These concepts apply to platforms other than those listed above and busses other than PCI. Similar issues exist with the TurboChannel bus used on DEC-stations and early Alpha systems, and with the Q-bus used on some DEC MIPS and VAX-based servers.

The semantics of the host system's cache are also important to devices which wish to perform DMA. Some systems are capable of cache-coherent DMA. On such systems, the cache is often write-through (i.e. stores are written both to the cache and to host memory), or the cache has special snooping logic that can detect access to a memory location for which there is a dirty cache line (which causes the cache to be flushed automatically). Other systems are not capable of cache-coherent DMA. On these systems, software must explicitly flush any data caches before memory-to-device DMA transfers, as well as invalidate soon-to-be-stale cache lines before device-to-memory DMA.

1.2. Bus details

In addition to hiding the platform-specific DMA details for a single bus, it is desirable to share as much device driver code as possible for a device which may attach to multiple busses. A good example is the BusLogic family of SCSI adapters. This family of devices comes in ISA, EISA, VESA local bus, and PCI flavors. While there are some bus-specific details, such as probing and interrupt initialization, the vast majority of the code that drives this family of devices is identical for each flavor.

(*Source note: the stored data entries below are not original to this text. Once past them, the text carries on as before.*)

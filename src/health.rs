//! The per-host health probe state machine.
//!
//! Every health tick each host runs one probe: non-blocking TCP connect,
//! write the probe request, read the verdict, close. A probe still in
//! flight when the next tick arrives is overdue and gets force-aborted, so
//! a host can never hold more than one file descriptor.

use std::io::{Read, Write};

use mio::net::TcpStream;
use mio::{Interest, Registry};
use tracing::{debug, warn};

use crate::downstream::DownstreamHost;

pub(crate) const HEALTH_CHECK_REQUEST: &[u8] = b"health";
pub(crate) const HEALTH_CHECK_UP_RESPONSE: &[u8] = b"health: up\n";

const RESPONSE_BUF_SIZE: usize = 32;

/// Probe progress. Every non-idle state owns the probe socket, so dropping
/// the state closes the descriptor.
pub(crate) enum ProbeState {
    Idle,
    /// Non-blocking connect outstanding, watching for writability.
    Connecting(TcpStream),
    /// Connected, watching for writability to send the request.
    Sending(TcpStream),
    /// Request sent, watching for readability of the response.
    Reading(TcpStream),
}

impl ProbeState {
    pub fn is_idle(&self) -> bool {
        matches!(self, ProbeState::Idle)
    }

    fn take(&mut self) -> ProbeState {
        std::mem::replace(self, ProbeState::Idle)
    }
}

/// Whether a response buffer carries the exact up verdict. Prefix match: the
/// peer may append detail after the newline.
pub(crate) fn response_is_up(buf: &[u8]) -> bool {
    buf.len() >= HEALTH_CHECK_UP_RESPONSE.len()
        && &buf[..HEALTH_CHECK_UP_RESPONSE.len()] == HEALTH_CHECK_UP_RESPONSE
}

impl DownstreamHost {
    /// Health tick entry point: abort an overdue probe, then start a new
    /// one from idle.
    pub(crate) fn start_probe(&mut self, registry: &Registry) {
        if !self.probe.is_idle() {
            warn!(host = %self.addr, "previous health probe was not completed");
            self.cancel_probe(registry);
            self.mark_down();
        }
        let mut stream = match TcpStream::connect(self.health_addr) {
            Ok(stream) => stream,
            Err(e) => {
                warn!(host = %self.addr, error = %e, "health connect failed");
                self.mark_down();
                return;
            }
        };
        if let Err(e) = registry.register(&mut stream, self.token, Interest::WRITABLE) {
            warn!(host = %self.addr, error = %e, "failed to watch health probe");
            self.mark_down();
            return;
        }
        self.probe = ProbeState::Connecting(stream);
    }

    /// Stops the probe watcher and closes its socket without touching the
    /// alive bit. Used when the host is removed from the set.
    pub(crate) fn cancel_probe(&mut self, registry: &Registry) {
        match self.probe.take() {
            ProbeState::Idle => {}
            ProbeState::Connecting(mut stream)
            | ProbeState::Sending(mut stream)
            | ProbeState::Reading(mut stream) => {
                let _ = registry.deregister(&mut stream);
            }
        }
    }

    fn fail_probe(&mut self, registry: &Registry, mut stream: TcpStream) {
        let _ = registry.deregister(&mut stream);
        drop(stream);
        self.mark_down();
    }

    fn mark_down(&mut self) {
        if self.alive {
            self.alive = false;
            debug!(host = %self.addr, "downstream is down");
        }
    }

    /// Drives the probe one transition forward on a readiness event for this
    /// host's token. Events that do not match what the current state waits
    /// for are ignored.
    pub(crate) fn on_probe_ready(&mut self, registry: &Registry, readable: bool, writable: bool) {
        let wanted = match &self.probe {
            ProbeState::Idle => false,
            ProbeState::Connecting(_) | ProbeState::Sending(_) => writable,
            ProbeState::Reading(_) => readable,
        };
        if !wanted {
            return;
        }
        match self.probe.take() {
            ProbeState::Idle => {}
            ProbeState::Connecting(mut stream) => match stream.take_error() {
                Ok(None) => match registry.reregister(&mut stream, self.token, Interest::WRITABLE) {
                    Ok(()) => self.probe = ProbeState::Sending(stream),
                    Err(e) => {
                        warn!(host = %self.addr, error = %e, "failed to rearm health probe");
                        self.fail_probe(registry, stream);
                    }
                },
                Ok(Some(e)) => {
                    warn!(host = %self.addr, error = %e, "health connect failed");
                    self.fail_probe(registry, stream);
                }
                Err(e) => {
                    warn!(host = %self.addr, error = %e, "health connect failed");
                    self.fail_probe(registry, stream);
                }
            },
            ProbeState::Sending(mut stream) => match stream.write(HEALTH_CHECK_REQUEST) {
                Ok(n) if n == HEALTH_CHECK_REQUEST.len() => {
                    match registry.reregister(&mut stream, self.token, Interest::READABLE) {
                        Ok(()) => self.probe = ProbeState::Reading(stream),
                        Err(e) => {
                            warn!(host = %self.addr, error = %e, "failed to rearm health probe");
                            self.fail_probe(registry, stream);
                        }
                    }
                }
                Ok(_) => {
                    warn!(host = %self.addr, "short health request write");
                    self.fail_probe(registry, stream);
                }
                Err(e) => {
                    warn!(host = %self.addr, error = %e, "health request write failed");
                    self.fail_probe(registry, stream);
                }
            },
            ProbeState::Reading(mut stream) => {
                let mut buf = [0u8; RESPONSE_BUF_SIZE];
                let result = stream.read(&mut buf);
                let _ = registry.deregister(&mut stream);
                drop(stream);
                match result {
                    Ok(n) if response_is_up(&buf[..n]) => {
                        if !self.alive {
                            self.alive = true;
                            debug!(host = %self.addr, "downstream is up");
                        }
                    }
                    Ok(_) => self.mark_down(),
                    Err(e) => {
                        warn!(host = %self.addr, error = %e, "health response read failed");
                        self.mark_down();
                    }
                }
            }
        }
    }
}
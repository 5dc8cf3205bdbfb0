//! Number formatting for re-serialized counters.

/// Maximum number of significant digits carried by a re-serialized counter.
const SIGNIFICANT_DIGITS: i32 = 15;

/// Formats a counter accumulator with at most fifteen significant digits.
///
/// This mirrors printf's `%.15g`: trailing zeros are trimmed, and scientific
/// notation (with a signed, two-digit-minimum exponent) takes over when the
/// decimal exponent drops below -4 or reaches the digit count. Shortest
/// round-trip formatting is not equivalent here; it would print `3` as `3.0`,
/// which is not a valid StatsD counter value.
pub(crate) fn format_compact(value: f64) -> String {
    if value == 0.0 {
        return "0".to_string();
    }
    if value.is_nan() {
        return "nan".to_string();
    }
    if value.is_infinite() {
        return if value > 0.0 { "inf".to_string() } else { "-inf".to_string() };
    }

    // One digit before the point plus fourteen after covers all fifteen.
    let scientific = format!("{:.14e}", value);
    let (mantissa, exponent) = scientific
        .split_once('e')
        .unwrap_or((scientific.as_str(), "0"));
    let exponent: i32 = exponent.parse().unwrap_or(0);

    if exponent < -4 || exponent >= SIGNIFICANT_DIGITS {
        let mantissa = mantissa.trim_end_matches('0').trim_end_matches('.');
        format!(
            "{}e{}{:02}",
            mantissa,
            if exponent < 0 { '-' } else { '+' },
            exponent.abs()
        )
    } else {
        let decimals = (SIGNIFICANT_DIGITS - 1 - exponent).max(0) as usize;
        let fixed = format!("{:.*}", decimals, value);
        if fixed.contains('.') {
            fixed
                .trim_end_matches('0')
                .trim_end_matches('.')
                .to_string()
        } else {
            fixed
        }
    }
}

The BusLogic family of SCSI adapters are examples of what are termed bus masters. That is to say, the device itself performs all bus handshaking and host memory access during a DMA transfer. No third party is involved in the transfer. Such devices, when performing a DMA transfer, present the DMA address on the bus address lines, execute the bus's fetch or store operation, increment the address, and so forth until the transfer is complete. Because the device is using the bus address lines, the range of host physical addresses the device can access is limited by the number of such lines. On the PCI bus, which has at least 32 address lines, the device may be able to access the entire physical address space of a 32-bit architecture, such as the i386. ISA, however, only has 24 address lines. This means that the device can directly access only 16MB of physical address space.

A common solution to the limited-address-lines problem is a technique known as DMA bouncing. This technique involves a second memory area, located in the physical address range accessible by the device, known as a bounce buffer. In a memory-to-device transfer, the data is copied by the CPU to the bounce buffer, and the DMA operation is started. Conversely, in a device-to-memory transfer, the DMA operation is started, and the CPU then copies the data from the bounce buffer once the DMA operation has completed.

While simple to implement, DMA bouncing is not the most elegant way to solve the limited-address-line problem. On the Alpha, for example, scatter-gather-mapped DMA may be used to translate the out-of-range memory physical addresses to in-range DMA addresses that the device may use. This solution tends to offer better performance due to eliminated data copies, and is less expensive in terms of memory usage.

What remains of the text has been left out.